__EXERCISE AIM__.
Include in the output exactly the lines from the opening of the data through the line containing "pub(super) fn bump(lexer: &mut", and nothing more.

__MATERIALS PROVIDED__.
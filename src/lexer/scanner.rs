use super::*;

/// Advance the character iterator and update line/column tracking.
/// Both coordinates are 1-based and point at the next unconsumed char.
pub(super) fn bump(lexer: &mut Lexer) -> Option<char> {
    let curr = lexer.peek;
    if let Some(c) = curr {
        if c == '\n' {
            lexer.line += 1;
            lexer.column = 1;
        } else {
            lexer.column += 1;
        }
    }
    lexer.peek = lexer.input.next();
    curr
}

/// Look one character past the pending one without consuming anything
pub(super) fn peek_second(lexer: &Lexer) -> Option<char> {
    lexer.input.clone().next()
}

/// Skip insignificant whitespace and comments.
///
/// Newlines are significant terminators and are left for the tokenizer.
/// `/-` is a slashdash marker, not a comment, and is also left in place.
pub(super) fn skip_whitespace_and_comments(lexer: &mut Lexer) -> Result<(), KdlError> {
    while let Some(c) = lexer.peek {
        match c {
            ' ' | '\t' | '\r' => {
                bump(lexer);
            }
            '/' => match peek_second(lexer) {
                Some('/') => skip_line_comment(lexer),
                Some('*') => skip_block_comment(lexer)?,
                _ => break,
            },
            _ => break,
        }
    }
    Ok(())
}

/// Skip `//` up to, but not through, the terminating newline. The newline
/// still ends the current node.
fn skip_line_comment(lexer: &mut Lexer) {
    while let Some(ch) = lexer.peek {
        if ch == '\n' {
            break;
        }
        bump(lexer);
    }
}

/// Skip a `/* ... */` comment, tracking nesting depth. Every inner opener
/// needs its own closer.
fn skip_block_comment(lexer: &mut Lexer) -> Result<(), KdlError> {
    bump(lexer); // consume '/'
    bump(lexer); // consume '*'
    let mut depth = 1usize;

    while depth > 0 {
        match bump(lexer) {
            Some('/') if lexer.peek == Some('*') => {
                bump(lexer);
                depth += 1;
            }
            Some('*') if lexer.peek == Some('/') => {
                bump(lexer);
                depth -= 1;
            }
            Some(_) => {}
            None => {
                return Err(KdlError::UnclosedComment {
                    line: lexer.line,
                    column: lexer.column,
                    hint: Some("Block comments nest; every '/*' needs its own '*/'".into()),
                    code: Some(101),
                });
            }
        }
    }

    Ok(())
}
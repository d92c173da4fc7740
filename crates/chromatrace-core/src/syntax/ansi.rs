//! Styled text and its rendering as ANSI escape sequences.

use crate::terminal::{ColorSupport, foreground_sgr};

/// A styled span of text with color information.
#[derive(Debug, Clone, PartialEq, Eq)]
pub struct StyledSpan {
    /// The text content
    pub text: String,
    /// RGB foreground, `None` for the terminal's default
    pub foreground: Option<(u8, u8, u8)>,
    /// Whether text should be bold
    pub bold: bool,
    /// Whether text should be italic
    pub italic: bool,
    /// Whether text should be underlined
    pub underline: bool,
}

impl StyledSpan {
    /// An unstyled span.
    pub fn plain(text: impl Into<String>) -> Self {
        Self { text: text.into(), foreground: None, bold: false, italic: false, underline: false }
    }

    fn sgr_params(&self, support: ColorSupport) -> Vec<String> {
        let mut params = Vec::new();
        if self.bold {
            params.push("1".to_string());
        }
        if self.italic {
            params.push("3".to_string());
        }
        if self.underline {
            params.push("4".to_string());
        }
        if let Some(rgb) = self.foreground {
            params.push(foreground_sgr(rgb, support));
        }
        params
    }
}

/// A line of styled text.
#[derive(Debug, Clone, PartialEq, Eq, Default)]
pub struct StyledLine {
    /// The styled spans that make up this line
    pub spans: Vec<StyledSpan>,
}

impl StyledLine {
    /// A line holding a single unstyled span.
    pub fn plain(text: impl Into<String>) -> Self {
        Self { spans: vec![StyledSpan::plain(text)] }
    }
}

/// Render styled lines as text with SGR escape sequences.
///
/// Every styled run is closed with a reset before any line break, so a
/// truncated or interleaved write never leaves the terminal colored.
pub fn render(lines: &[StyledLine], support: ColorSupport) -> String {
    let mut out = String::new();
    for line in lines {
        for span in &line.spans {
            push_span(&mut out, span, support);
        }
    }
    out
}

fn push_span(out: &mut String, span: &StyledSpan, support: ColorSupport) {
    let (body, line_break) = match span.text.strip_suffix('\n') {
        Some(body) => (body, "\n"),
        None => (span.text.as_str(), ""),
    };

    let params = span.sgr_params(support);
    if params.is_empty() || body.is_empty() {
        out.push_str(body);
    } else {
        out.push_str("\x1b[");
        out.push_str(&params.join(";"));
        out.push('m');
        out.push_str(body);
        out.push_str("\x1b[0m");
    }
    out.push_str(line_break);
}

#[cfg(test)]
mod tests {
    use super::*;

    fn colored(text: &str, rgb: (u8, u8, u8)) -> StyledSpan {
        StyledSpan { foreground: Some(rgb), ..StyledSpan::plain(text) }
    }

    #[test]
    fn test_plain_spans_have_no_escapes() {
        let lines = vec![StyledLine::plain("hello\n"), StyledLine::plain("world")];
        assert_eq!(render(&lines, ColorSupport::Truecolor), "hello\nworld");
    }

    #[test]
    fn test_truecolor_span() {
        let lines = vec![StyledLine { spans: vec![colored("42", (255, 0, 0))] }];
        assert_eq!(render(&lines, ColorSupport::Truecolor), "\x1b[38;2;255;0;0m42\x1b[0m");
    }

    #[test]
    fn test_reset_precedes_line_break() {
        let lines = vec![StyledLine { spans: vec![colored("boom\n", (255, 0, 0))] }];
        assert_eq!(render(&lines, ColorSupport::Color16), "\x1b[91mboom\x1b[0m\n");
    }

    #[test]
    fn test_font_styles_combined() {
        let span = StyledSpan { bold: true, underline: true, ..colored("x", (255, 0, 0)) };
        let out = render(&[StyledLine { spans: vec![span] }], ColorSupport::Color256);
        assert_eq!(out, "\x1b[1;4;38;5;196mx\x1b[0m");
    }

    #[test]
    fn test_bare_newline_span() {
        let lines = vec![StyledLine { spans: vec![colored("\n", (1, 2, 3))] }];
        assert_eq!(render(&lines, ColorSupport::Truecolor), "\n");
    }
}
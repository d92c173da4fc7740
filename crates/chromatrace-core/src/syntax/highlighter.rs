//! Syntax highlighter using syntect.
//!
//! Hands trace text to syntect with the embedded trace grammar and a
//! theme, and converts the result to styled lines.

use crate::error::Result;
use crate::syntax::ansi::{StyledLine, StyledSpan};
use crate::syntax::grammar::TraceSyntax;
use crate::syntax::theme_adapter::ThemeAdapter;
use syntect::easy::HighlightLines;
use syntect::highlighting::{FontStyle, Style, Theme};
use syntect::util::LinesWithEndings;

/// Syntax highlighter for trace text.
pub struct SyntaxHighlighter {
    grammar: TraceSyntax,
    themes: ThemeAdapter,
}

impl SyntaxHighlighter {
    /// Load the trace grammar and the bundled themes.
    pub fn new() -> Result<Self> {
        Ok(Self { grammar: TraceSyntax::load()?, themes: ThemeAdapter::new() })
    }

    /// Themes available to this highlighter.
    pub fn themes(&self) -> &ThemeAdapter {
        &self.themes
    }

    /// Highlight trace text with the given theme.
    ///
    /// Lines keep their line endings. A line syntect fails on is returned
    /// unstyled; highlighting continues with the next line.
    pub fn highlight(&self, text: &str, theme: &Theme) -> Vec<StyledLine> {
        let syntax_set = self.grammar.syntax_set();
        let mut highlighter = HighlightLines::new(self.grammar.trace_syntax(), theme);
        let default_fg = ThemeAdapter::foreground_color(theme).map(ThemeAdapter::color_to_rgb);

        let mut styled_lines = Vec::new();

        for line in LinesWithEndings::from(text) {
            match highlighter.highlight_line(line, syntax_set) {
                Ok(highlighted) => {
                    let spans = highlighted
                        .into_iter()
                        .map(|(style, text)| style_to_span(style, text, default_fg))
                        .collect();
                    styled_lines.push(StyledLine { spans });
                }
                Err(e) => {
                    tracing::debug!("highlighting failed, using plain text: {}", e);
                    styled_lines.push(StyledLine::plain(line));
                }
            }
        }

        styled_lines
    }
}

/// Convert syntect Style to StyledSpan.
///
/// The theme's own text color maps to `None` so unscoped text keeps the
/// terminal's default color.
fn style_to_span(style: Style, text: &str, default_fg: Option<(u8, u8, u8)>) -> StyledSpan {
    let fg = ThemeAdapter::color_to_rgb(style.foreground);

    StyledSpan {
        text: text.to_string(),
        foreground: if Some(fg) == default_fg { None } else { Some(fg) },
        bold: style.font_style.contains(FontStyle::BOLD),
        italic: style.font_style.contains(FontStyle::ITALIC),
        underline: style.font_style.contains(FontStyle::UNDERLINE),
    }
}
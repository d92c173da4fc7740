//! Theme adapter for resolving highlighting styles to syntect themes.
//!
//! Style names are either short aliases (`light`, `github`, ...) or the
//! name of any theme bundled with syntect. Custom themes can be loaded
//! from TextMate `.tmTheme` files.

use crate::error::{HookError, Result};
use crate::profile::DEFAULT_THEME;
use std::path::Path;
use syntect::highlighting::{Color, Theme, ThemeSet};

/// Style aliases: (alias, theme name, description).
pub const STYLE_ALIASES: &[(&str, &str, &str)] = &[
    ("default", DEFAULT_THEME, "Default style (dark)"),
    ("dark", "base16-ocean.dark", "Dark background"),
    ("light", "base16-ocean.light", "Light background"),
    ("github", "InspiredGitHub", "GitHub-style light theme"),
    ("eighties", "base16-eighties.dark", "Base16 Eighties dark theme"),
    ("mocha", "base16-mocha.dark", "Base16 Mocha dark theme"),
    ("solarized-dark", "Solarized (dark)", "Solarized dark palette"),
    ("solarized-light", "Solarized (light)", "Solarized light palette"),
];

/// Resolves style names against the bundled theme set.
pub struct ThemeAdapter {
    theme_set: ThemeSet,
}

impl ThemeAdapter {
    /// Create an adapter over syntect's default themes.
    pub fn new() -> Self {
        Self { theme_set: ThemeSet::load_defaults() }
    }

    /// Canonical theme name for a style, if it exists.
    ///
    /// Aliases are checked first, then exact theme names, then theme names
    /// ignoring ASCII case.
    pub fn resolve_name(&self, style: &str) -> Option<String> {
        let style = style.trim();

        if let Some((_, theme, _)) =
            STYLE_ALIASES.iter().find(|(alias, _, _)| alias.eq_ignore_ascii_case(style))
        {
            if self.theme_set.themes.contains_key(*theme) {
                return Some((*theme).to_string());
            }
        }

        if self.theme_set.themes.contains_key(style) {
            return Some(style.to_string());
        }

        self.theme_set.themes.keys().find(|name| name.eq_ignore_ascii_case(style)).cloned()
    }

    /// Look up the theme for a style name.
    pub fn theme(&self, style: &str) -> Result<&Theme> {
        self.resolve_name(style)
            .and_then(|name| self.theme_set.themes.get(&name))
            .ok_or_else(|| HookError::UnknownStyle(style.to_string()))
    }

    /// Names of all bundled themes.
    pub fn theme_names(&self) -> Vec<&str> {
        self.theme_set.themes.keys().map(String::as_str).collect()
    }

    /// Load a theme from a TextMate .tmTheme file.
    pub fn load_theme_file(path: &Path) -> Result<Theme> {
        ThemeSet::get_theme(path).map_err(|e| HookError::ThemeFile {
            path: path.to_path_buf(),
            message: e.to_string(),
        })
    }

    /// Get the foreground (text) color from a syntect theme.
    pub fn foreground_color(theme: &Theme) -> Option<Color> {
        theme.settings.foreground
    }

    /// Convert syntect Color to RGB tuple.
    pub fn color_to_rgb(color: Color) -> (u8, u8, u8) {
        (color.r, color.g, color.b)
    }
}

impl Default for ThemeAdapter {
    fn default() -> Self {
        Self::new()
    }
}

__OUTPUT OF THE TASK__.
filename src/lexer/scanner.rs
use super::*;

/// Advance the character iterator and update line/column tracking.
/// Both coordinates are 1-based and point at the next unconsumed char.
pub(super) fn bump(lexer: &mut Lexer) -> Option<char> {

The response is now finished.